I suggested that since we didn’t have anything to do, we stop briefly and take a look. There was some discussion as to where to stop. I suggested just pulling into the back of the AAA parking lot. It’s now a pharmacy, I was corrected. Fine, pull into the pharmacy parking lot. We did and we watched the show for the next 10-15 minutes. It was like we were at the drive-in. My dad opened the sun-roof on the Jeep and Ella poked her head out. Soon she had her elbows rested on the roof of the car and her feet dangling on the floor of the backseat and just a minute or two after that she was outside completely and resting comfortably on the roof of the Jeep. We had the oldies station on and settled in for some free entertainment.


The last time I had been in that building was with my parents for a Flea Market. That’s what they turn everything into around here just before it dies. The place was as awful as it was depressing. The building leaked and wasn’t fit for a ghost then and that was almost 10 years ago.


I said I used to work at that complex when it was a restaurant. My Dad laughed and said he used to work at the wire company as a runner when he was a kid. This wasn’t just one building, but an entire lot of 13 buildings that were built at the turn of the 20th century. It was a wire and cable company. They manufactured cable and rod for just about everything including the coal mines. My Mom informed us that that’s where my Grandfather worked for most of his career. He sold that cable to the local mines. My sister didn’t interject. She was out of the car at this point and twirling her hair and running through something in her own head. Probably writing a piece just like this one. I’ve been meaning to ask her what she was thinking about, but I haven’t yet.

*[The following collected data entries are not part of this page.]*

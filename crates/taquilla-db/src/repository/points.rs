//! # Points Repository
//!
//! Loyalty balances per client. A client with no row has a balance of 0.
//! Credits and debits during confirmation go through
//! [`OrderTx`](super::order::OrderTx) so they commit with the order.

use chrono::{DateTime, Utc};
use sqlx::SqlitePool;

use super::to_millis;
use crate::error::DbResult;

/// Repository for loyalty point balances.
#[derive(Debug, Clone)]
pub struct PointsRepository {
    pool: SqlitePool,
}

impl PointsRepository {
    /// Creates a new PointsRepository.
    pub fn new(pool: SqlitePool) -> Self {
        PointsRepository { pool }
    }

    /// Current balance; 0 for unknown clients.
    pub async fn get_balance(&self, client_id: &str) -> DbResult<i64> {
        let balance: Option<i64> =
            sqlx::query_scalar("SELECT balance FROM client_points WHERE client_id = ?1")
                .bind(client_id)
                .fetch_optional(&self.pool)
                .await?;

        Ok(balance.unwrap_or(0))
    }

    /// Overwrites a balance (seeding and support tooling).
    pub async fn set_balance(&self, client_id: &str, balance: i64, at: DateTime<Utc>) -> DbResult<()> {
        sqlx::query(
            r#"
            INSERT INTO client_points (client_id, balance, updated_at)
            VALUES (?1, ?2, ?3)
            ON CONFLICT (client_id) DO UPDATE SET
                balance = excluded.balance,
                updated_at = excluded.updated_at
            "#,
        )
        .bind(client_id)
        .bind(balance)
        .bind(to_millis(at))
        .execute(&self.pool)
        .await?;

        Ok(())
    }
}

#[cfg(test)]
mod tests {
    use super::*;
    use crate::error::DbError;
    use crate::pool::{Database, DbConfig};

    #[tokio::test]
    async fn test_unknown_client_has_zero() {
        let db = Database::new(DbConfig::in_memory()).await.unwrap();
        assert_eq!(db.points().get_balance("nobody").await.unwrap(), 0);
    }

    #[tokio::test]
    async fn test_set_balance_upserts() {
        let db = Database::new(DbConfig::in_memory()).await.unwrap();
        let repo = db.points();

        repo.set_balance("alice", 40, Utc::now()).await.unwrap();
        repo.set_balance("alice", 15, Utc::now()).await.unwrap();
        assert_eq!(repo.get_balance("alice").await.unwrap(), 15);

        let err = repo.set_balance("alice", -1, Utc::now()).await.unwrap_err();
        assert!(matches!(err, DbError::NegativeBalance));
    }
}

That was it. I’d say we watched them smack the shit out of that building about 20-25 times. We wondered why they didn’t just implode it. We wondered what sort of mall consumer-friendly piece of crap they’d turn it into. I thought of the song that I heard for the first time at the Springsteen show just two nights before. Wrecking Ball. He sang it for the Spectrum that will be torn down this winter. Like the song, this wasn't nostalgic. Buildings come and go and it is what it is. The landscape changes.


As we got the kid off the roof of the jeep and were getting ready to go, we kept hesitating. This next hit is going to be a good one. Wait, this one is going to bring down the entire side. There was a chain-linked fence between us and the demolition crew. They thought we were jacked out of our mind, but we didn’t give a shit.


We took a left hand turn out of the pharmacy, (formally the local automobile club) and headed up the hill. We all smelled the Nardon Brothers Pizza coming from the bakery across from the demolition site. I asked if that was the same pizza we had in High School. My Mom said that was the same pizza they had in high school. We all agreed it was pretty lousy despite eating thousands of those tiny square meals. We sat at the red light for a couple minutes as I took some pictures of me and Ringo in the side-view mirror. My Dad pointed out the Turkey Hill Convenience Store as he often does. "That place just got held up again at gunpoint last week. This city is going to Hell." The light turned green and we headed up Hazel Street and turned left onto Blackman and out of the mean streets of Wilkes-Barre.